O documento, segundo os signatários, representa uma oportunidade histórica de apresentar a região como um exemplo de “unidade, liderança e compromisso com a ação ambiental”. A carta também respalda a visão da Presidência brasileira da COP30, que defende uma abordagem “acelerada, inclusiva e ambiciosa” na agenda climática.
Durante o encontro de dois dias, os ministros debateram temas como financiamento climático, adaptação, energia e transição justa, com participação de organizações multilaterais e representantes da sociedade civil. O evento marca o início das consultas regionais anunciadas pelo embaixador André Corrêa do Lago, presidente da COP30, em carta divulgada na semana anterior.
O embaixador destacou, em entrevista conjunta com a ministra do Meio Ambiente do México, Alicia Bárcena, que o presidente Luiz Inácio Lula da Silva considera que “a crise climática ameaça diretamente os avanços sociais conquistados a duras penas”.
Entre os compromissos firmados, os países da região reiteraram o desejo de “construir uma voz única na COP30”, apoiando também as ações das presidências da COP29 e COP30 na construção do Mapa do Caminho Baku-Belém, voltado à mobilização de US$ 1,3 trilhão para financiamento climático. O relatório deverá propor mecanismos inovadores, como o Fundo Florestas Tropicais para Sempre (TFFF).
Outro ponto central da declaração é a importância das Contribuições Nacionalmente Determinadas (NDCs) para 2035. Os países alertam que essas metas climáticas, que precisam ser submetidas até setembro, são “indispensáveis para manter os objetivos do Acordo de Paris ao alcance”, exigindo ação intersetorial e cooperação internacional.
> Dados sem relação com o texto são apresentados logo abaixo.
use crate::utils::error::{CheckError, ErrorSeverity};
use serde::Serialize;
use std::fmt;
use std::net::IpAddr;

/// 輸入主機本身是 IP 時使用的顯示名稱
pub const IP_DISPLAY_MARKER: &str = "???";

/// 來源表格中的一列：主機與可選的埠號清單
#[derive(Debug, Clone, PartialEq, Eq, Serialize)]
pub struct Record {
    pub line: usize,
    pub host: Option<String>,
    pub ports: Option<Vec<u16>>,
}

impl Record {
    pub fn new(line: usize, host: Option<String>, ports: Option<Vec<u16>>) -> Self {
        Self { line, host, ports }
    }
}

#[derive(Debug, Clone, PartialEq, Serialize)]
pub struct HostResult {
    pub display_name: String,
    pub ip: IpAddr,
    pub rtt_ms: f64,
    pub multiple_ips: bool,
}

#[derive(Debug, Clone, PartialEq, Serialize)]
pub struct PortResult {
    pub display_name: String,
    pub ip: IpAddr,
    pub rtt_ms: f64,
    pub port: u16,
    pub port_open: bool,
    pub multiple_ips: bool,
}

#[derive(Debug, Clone, PartialEq, Serialize)]
#[serde(tag = "kind", rename_all = "snake_case")]
pub enum ProbeResult {
    Host(HostResult),
    Port(PortResult),
}

impl ProbeResult {
    pub fn display_name(&self) -> &str {
        match self {
            ProbeResult::Host(r) => &r.display_name,
            ProbeResult::Port(r) => &r.display_name,
        }
    }

    pub fn ip(&self) -> IpAddr {
        match self {
            ProbeResult::Host(r) => r.ip,
            ProbeResult::Port(r) => r.ip,
        }
    }
}

impl fmt::Display for HostResult {
    fn fmt(&self, f: &mut fmt::Formatter<'_>) -> fmt::Result {
        write!(
            f,
            "host: {}\t|\tip: {}\t|\tRTT: {:.3} ms\t|\tport: ???\t|\tmulti ip: {}",
            self.display_name, self.ip, self.rtt_ms, self.multiple_ips
        )
    }
}

impl fmt::Display for PortResult {
    fn fmt(&self, f: &mut fmt::Formatter<'_>) -> fmt::Result {
        write!(
            f,
            "host: {}\t|\tip: {}\t|\tRTT: {:.3} ms\t|\tport: {}\t|\tstatus: {}\t|\tmulti ip: {}",
            self.display_name,
            self.ip,
            self.rtt_ms,
            self.port,
            if self.port_open { "Opened" } else { "Not opened" },
            self.multiple_ips
        )
    }
}

impl fmt::Display for ProbeResult {
    fn fmt(&self, f: &mut fmt::Formatter<'_>) -> fmt::Result {
        match self {
            ProbeResult::Host(r) => r.fmt(f),
            ProbeResult::Port(r) => r.fmt(f),
        }
    }
}

/// 聚合器輸出給顯示層的單一結果
#[derive(Debug)]
pub enum Outcome {
    Success(ProbeResult),
    Failure(CheckError),
}

/// 顯示層使用的等級對應
#[derive(Debug, Clone, Copy, PartialEq, Eq)]
pub enum OutcomeLevel {
    Info,
    Warning,
    Error,
    Critical,
}

impl Outcome {
    pub fn level(&self) -> OutcomeLevel {
        match self {
            Outcome::Success(_) => OutcomeLevel::Info,
            Outcome::Failure(err) => match err {
                CheckError::FileInvalidFormat { .. } => OutcomeLevel::Critical,
                CheckError::DataInvalidFormat { .. } => OutcomeLevel::Error,
                CheckError::Checker(_) | CheckError::NoInternetConnection => OutcomeLevel::Warning,
                other if other.severity() == ErrorSeverity::Critical => OutcomeLevel::Critical,
                _ => OutcomeLevel::Error,
            },
        }
    }

    pub fn is_success(&self) -> bool {
        matches!(self, Outcome::Success(_))
    }

    pub fn as_error(&self) -> Option<&CheckError> {
        match self {
            Outcome::Failure(err) => Some(err),
            Outcome::Success(_) => None,
        }
    }
}

impl fmt::Display for Outcome {
    fn fmt(&self, f: &mut fmt::Formatter<'_>) -> fmt::Result {
        match self {
            Outcome::Success(result) => result.fmt(f),
            Outcome::Failure(err) => err.fmt(f),
        }
    }
}
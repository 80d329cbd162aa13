use anyhow::Context;
use clap::Parser;
use sitecheck::app::{prompt, scheduler};
use sitecheck::utils::{logger, validation::Validate};
use sitecheck::{CliConfig, LogFormat, ProbeEngine, ProbeSettings, SiteChecker, SystemNetwork};
use std::time::Duration;

#[tokio::main]
async fn main() -> anyhow::Result<()> {
    let config = CliConfig::parse();

    // 初始化日誌
    match config.log_format {
        LogFormat::Text => logger::init_cli_logger(config.verbose),
        LogFormat::Json => logger::init_json_logger(config.verbose),
    }

    tracing::info!("Starting sitecheck");
    if config.verbose {
        tracing::debug!("CLI config: {:?}", config);
    }

    // 驗證配置
    if let Err(e) = config.validate() {
        tracing::error!("❌ Configuration validation failed: {}", e);
        tracing::error!("💡 Suggestion: {}", e.recovery_suggestion());
        eprintln!("❌ {}", e.user_friendly_message());
        std::process::exit(1);
    }

    let settings = match &config.config {
        Some(path) => ProbeSettings::from_file(path)
            .with_context(|| format!("failed to load settings from '{}'", path))?,
        None => ProbeSettings::default(),
    };
    if let Err(e) = settings.validate() {
        tracing::error!("❌ Probe settings are invalid: {}", e);
        eprintln!("❌ {}", e.user_friendly_message());
        std::process::exit(1);
    }

    // 命令列沒提供的值改用互動提示
    let answers = {
        let stdin = std::io::stdin();
        let mut input = stdin.lock();
        let mut output = std::io::stdout();
        prompt::collect(
            &mut input,
            &mut output,
            config.file.clone(),
            config.ignore_errors,
            config.yield_errors,
        )
        .context("failed to read interactive answers")?
    };
    tracing::info!(
        "Worker created for {} (ignore errors: {}, print errors: {})",
        answers.filename,
        answers.policy.ignore_errors,
        answers.policy.yield_errors
    );

    let network = SystemNetwork::new(&settings).context("failed to build network clients")?;
    let engine = ProbeEngine::new(network, &settings);
    let checker = SiteChecker::new(&answers.filename, answers.policy, engine);

    if config.once {
        let report = scheduler::run_and_report(&checker, config.log_format).await;
        let code = scheduler::exit_code(&report);
        if code > 0 {
            std::process::exit(code);
        }
        return Ok(());
    }

    match scheduler::run_every(&checker, Duration::from_secs(config.interval_secs), config.log_format).await {
        scheduler::ScheduleEnd::Interrupted => Ok(()),
        scheduler::ScheduleEnd::Terminated(code) => std::process::exit(code),
    }
}
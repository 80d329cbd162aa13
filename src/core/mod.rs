pub mod aggregator;
pub mod checker;
pub mod guard;
pub mod probe;
pub mod source;

pub use crate::domain::model::{HostResult, Outcome, PortResult, ProbeResult, Record};
pub use crate::domain::ports::NetworkProbe;
pub use crate::utils::error::Result;
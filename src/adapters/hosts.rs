use std::collections::HashMap;
use std::net::IpAddr;
use std::path::Path;

#[cfg(not(windows))]
pub const SYSTEM_HOSTS_PATH: &str = "/etc/hosts";
#[cfg(windows)]
pub const SYSTEM_HOSTS_PATH: &str = r"C:\Windows\System32\drivers\etc\hosts";

/// hosts 檔的反查表：每個位址對應到第一個 (正式) 名稱
#[derive(Debug, Clone, Default)]
pub struct HostsFile {
    names: HashMap<IpAddr, String>,
}

impl HostsFile {
    pub fn parse(content: &str) -> Self {
        let mut names = HashMap::new();
        for line in content.lines() {
            let line = line.split('#').next().unwrap_or_default();
            let mut fields = line.split_whitespace();
            let (Some(addr), Some(name)) = (fields.next(), fields.next()) else {
                continue;
            };
            if let Ok(ip) = addr.parse::<IpAddr>() {
                // 同一位址重複出現時以先出現者為準
                names.entry(ip).or_insert_with(|| name.to_string());
            }
        }
        Self { names }
    }

    /// 讀不到檔案時回傳空表，反查改由 DNS 處理
    pub fn load<P: AsRef<Path>>(path: P) -> Self {
        let path = path.as_ref();
        match std::fs::read_to_string(path) {
            Ok(content) => {
                let hosts = Self::parse(&content);
                tracing::debug!("Loaded {} hosts entries from {}", hosts.len(), path.display());
                hosts
            }
            Err(e) => {
                tracing::debug!("Cannot read hosts file {}: {}", path.display(), e);
                Self::default()
            }
        }
    }

    pub fn system() -> Self {
        Self::load(SYSTEM_HOSTS_PATH)
    }

    pub fn name_of(&self, ip: IpAddr) -> Option<&str> {
        self.names.get(&ip).map(String::as_str)
    }

    pub fn len(&self) -> usize {
        self.names.len()
    }

    pub fn is_empty(&self) -> bool {
        self.names.is_empty()
    }
}
// Domain layer: probe models and the network port. Concrete network code lives in adapters.

pub mod model;
pub mod ports;
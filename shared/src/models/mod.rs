//! Data models
//!
//! Wire records returned by the analytics service and the CRUD entities
//! edited through modal forms. Drafts carry their own validation rules.

pub mod analytics;
pub mod employee;
pub mod role;
pub mod stock;
mod validation;

// Re-exports
pub use analytics::*;
pub use employee::*;
pub use role::*;
pub use stock::*;
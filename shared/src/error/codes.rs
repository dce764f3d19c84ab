//! Unified error codes for the dashboard
//!
//! Codes are organized by category:
//! - 0xxx: General errors
//! - 1xxx: Authentication errors
//! - 2xxx: Permission errors
//! - 3xxx: Network errors
//! - 4xxx: Data errors
//! - 5xxx: Persistence errors
//! - 8xxx: Entity errors
//! - 9xxx: System errors

use http::StatusCode;
use serde::{Deserialize, Serialize};
use std::fmt;

/// Unified error code enum
///
/// Represented as u16 on the wire.
#[derive(Debug, Clone, Copy, PartialEq, Eq, Hash, Serialize, Deserialize)]
#[serde(into = "u16", try_from = "u16")]
#[repr(u16)]
pub enum ErrorCode {
    // ==================== 0xxx: General ====================
    /// Operation completed successfully
    Success = 0,
    /// Unknown error
    Unknown = 1,
    /// Validation failed
    ValidationFailed = 2,
    /// Resource not found
    NotFound = 3,
    /// Resource already exists
    AlreadyExists = 4,
    /// Invalid request
    InvalidRequest = 5,
    /// Required field missing
    RequiredField = 7,
    /// Value out of range
    ValueOutOfRange = 8,

    // ==================== 1xxx: Auth ====================
    /// User is not authenticated
    NotAuthenticated = 1001,

    // ==================== 2xxx: Permission ====================
    /// Permission denied
    PermissionDenied = 2001,

    // ==================== 3xxx: Network ====================
    /// No response received
    NetworkError = 3001,
    /// Request timed out
    TimeoutError = 3002,
    /// Non-success HTTP status
    HttpStatus = 3003,
    /// Client configuration is invalid
    ConfigError = 3004,

    // ==================== 4xxx: Data ====================
    /// Response body could not be decoded
    DecodeFailed = 4001,
    /// Response decoded but does not match the endpoint contract
    UnexpectedShape = 4002,

    // ==================== 5xxx: Persistence ====================
    /// Saving an entity failed
    SaveFailed = 5001,

    // ==================== 8xxx: Entity ====================
    /// Employee not found
    EmployeeNotFound = 8001,
    /// Role not found
    RoleNotFound = 8002,
    /// Stock item not found
    StockItemNotFound = 8003,

    // ==================== 9xxx: System ====================
    /// Internal error
    InternalError = 9001,
}

impl ErrorCode {
    /// Get the numeric code value
    #[inline]
    pub const fn code(&self) -> u16 {
        *self as u16
    }

    /// Get the developer-facing English message for this error code
    pub const fn message(&self) -> &'static str {
        match self {
            // General
            ErrorCode::Success => "Operation completed successfully",
            ErrorCode::Unknown => "An unknown error occurred",
            ErrorCode::ValidationFailed => "Validation failed",
            ErrorCode::NotFound => "Resource not found",
            ErrorCode::AlreadyExists => "Resource already exists",
            ErrorCode::InvalidRequest => "Invalid request",
            ErrorCode::RequiredField => "Required field is missing",
            ErrorCode::ValueOutOfRange => "Value is out of range",

            // Auth / Permission
            ErrorCode::NotAuthenticated => "User is not authenticated",
            ErrorCode::PermissionDenied => "Permission denied",

            // Network
            ErrorCode::NetworkError => "Could not reach the server",
            ErrorCode::TimeoutError => "The server took too long to respond",
            ErrorCode::HttpStatus => "The server returned an error status",
            ErrorCode::ConfigError => "Client configuration is invalid",

            // Data
            ErrorCode::DecodeFailed => "The server response could not be read",
            ErrorCode::UnexpectedShape => "The server response has an unexpected shape",

            // Persistence
            ErrorCode::SaveFailed => "Saving failed",

            // Entity
            ErrorCode::EmployeeNotFound => "Employee not found",
            ErrorCode::RoleNotFound => "Role not found",
            ErrorCode::StockItemNotFound => "Stock item not found",

            // System
            ErrorCode::InternalError => "Internal error",
        }
    }

    /// Map a non-success HTTP status onto the most specific code
    pub fn from_http_status(status: u16) -> Self {
        match StatusCode::from_u16(status) {
            Ok(StatusCode::UNAUTHORIZED) => ErrorCode::NotAuthenticated,
            Ok(StatusCode::FORBIDDEN) => ErrorCode::PermissionDenied,
            Ok(StatusCode::NOT_FOUND) => ErrorCode::NotFound,
            Ok(StatusCode::CONFLICT) => ErrorCode::AlreadyExists,
            Ok(StatusCode::BAD_REQUEST) | Ok(StatusCode::UNPROCESSABLE_ENTITY) => {
                ErrorCode::ValidationFailed
            }
            Ok(StatusCode::REQUEST_TIMEOUT) | Ok(StatusCode::GATEWAY_TIMEOUT) => {
                ErrorCode::TimeoutError
            }
            _ => ErrorCode::HttpStatus,
        }
    }
}

impl From<ErrorCode> for u16 {
    #[inline]
    fn from(code: ErrorCode) -> Self {
        code.code()
    }
}

/// Error when converting from an invalid u16 to ErrorCode
#[derive(Debug, Clone, Copy, PartialEq, Eq)]
pub struct InvalidErrorCode(pub u16);

impl fmt::Display for InvalidErrorCode {
    fn fmt(&self, f: &mut fmt::Formatter<'_>) -> fmt::Result {
        write!(f, "invalid error code: {}", self.0)
    }
}

impl std::error::Error for InvalidErrorCode {}

impl TryFrom<u16> for ErrorCode {
    type Error = InvalidErrorCode;

    fn try_from(value: u16) -> Result<Self, Self::Error> {
        match value {
            0 => Ok(ErrorCode::Success),
            1 => Ok(ErrorCode::Unknown),
            2 => Ok(ErrorCode::ValidationFailed),
            3 => Ok(ErrorCode::NotFound),
            4 => Ok(ErrorCode::AlreadyExists),
            5 => Ok(ErrorCode::InvalidRequest),
            7 => Ok(ErrorCode::RequiredField),
            8 => Ok(ErrorCode::ValueOutOfRange),

            1001 => Ok(ErrorCode::NotAuthenticated),
            2001 => Ok(ErrorCode::PermissionDenied),

            3001 => Ok(ErrorCode::NetworkError),
            3002 => Ok(ErrorCode::TimeoutError),
            3003 => Ok(ErrorCode::HttpStatus),
            3004 => Ok(ErrorCode::ConfigError),

            4001 => Ok(ErrorCode::DecodeFailed),
            4002 => Ok(ErrorCode::UnexpectedShape),

            5001 => Ok(ErrorCode::SaveFailed),

            8001 => Ok(ErrorCode::EmployeeNotFound),
            8002 => Ok(ErrorCode::RoleNotFound),
            8003 => Ok(ErrorCode::StockItemNotFound),

            9001 => Ok(ErrorCode::InternalError),

            _ => Err(InvalidErrorCode(value)),
        }
    }
}

impl fmt::Display for ErrorCode {
    fn fmt(&self, f: &mut fmt::Formatter<'_>) -> fmt::Result {
        write!(f, "{}", self.code())
    }
}

#[cfg(test)]
mod tests {
    use super::*;

    #[test]
    fn test_error_code_values() {
        assert_eq!(ErrorCode::Success.code(), 0);
        assert_eq!(ErrorCode::ValidationFailed.code(), 2);
        assert_eq!(ErrorCode::NetworkError.code(), 3001);
        assert_eq!(ErrorCode::DecodeFailed.code(), 4001);
        assert_eq!(ErrorCode::SaveFailed.code(), 5001);
        assert_eq!(ErrorCode::InternalError.code(), 9001);
    }

    #[test]
    fn test_serialize() {
        assert_eq!(serde_json::to_string(&ErrorCode::HttpStatus).unwrap(), "3003");
        let code: ErrorCode = serde_json::from_str("4001").unwrap();
        assert_eq!(code, ErrorCode::DecodeFailed);
    }

    #[test]
    fn test_deserialize_invalid() {
        let result: Result<ErrorCode, _> = serde_json::from_str("999");
        assert!(result.is_err());
    }

    #[test]
    fn test_from_http_status() {
        assert_eq!(ErrorCode::from_http_status(401), ErrorCode::NotAuthenticated);
        assert_eq!(ErrorCode::from_http_status(404), ErrorCode::NotFound);
        assert_eq!(ErrorCode::from_http_status(422), ErrorCode::ValidationFailed);
        assert_eq!(ErrorCode::from_http_status(504), ErrorCode::TimeoutError);
        assert_eq!(ErrorCode::from_http_status(500), ErrorCode::HttpStatus);
        assert_eq!(ErrorCode::from_http_status(418), ErrorCode::HttpStatus);
    }

    #[test]
    fn test_roundtrip() {
        for code in [
            ErrorCode::Unknown,
            ErrorCode::TimeoutError,
            ErrorCode::UnexpectedShape,
            ErrorCode::RoleNotFound,
        ] {
            assert_eq!(ErrorCode::try_from(code.code()), Ok(code));
        }
    }
}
Os ministros também classificaram a adaptação climática como prioridade máxima, reafirmando apoio ao avanço do tema durante a COP30, incluindo o fortalecimento das Metas Globais de Adaptação (GGA) e dos planos nacionais.
A transição para o fim dos combustíveis fósseis foi abordada com ênfase na necessidade de que seja conduzida de forma “ordenada e equitativa”, respeitando os contextos nacionais. O texto cita ainda a decisão recente da Corte Internacional de Justiça, que reconhece obrigações legais dos Estados no combate à mudança do clima.
Por fim, a declaração destaca o papel central de povos indígenas, comunidades locais e afrodescendentes como guardiões dos ecossistemas, além de reforçar o compromisso com ações climáticas que respeitem os direitos humanos e valorizem soluções baseadas na natureza.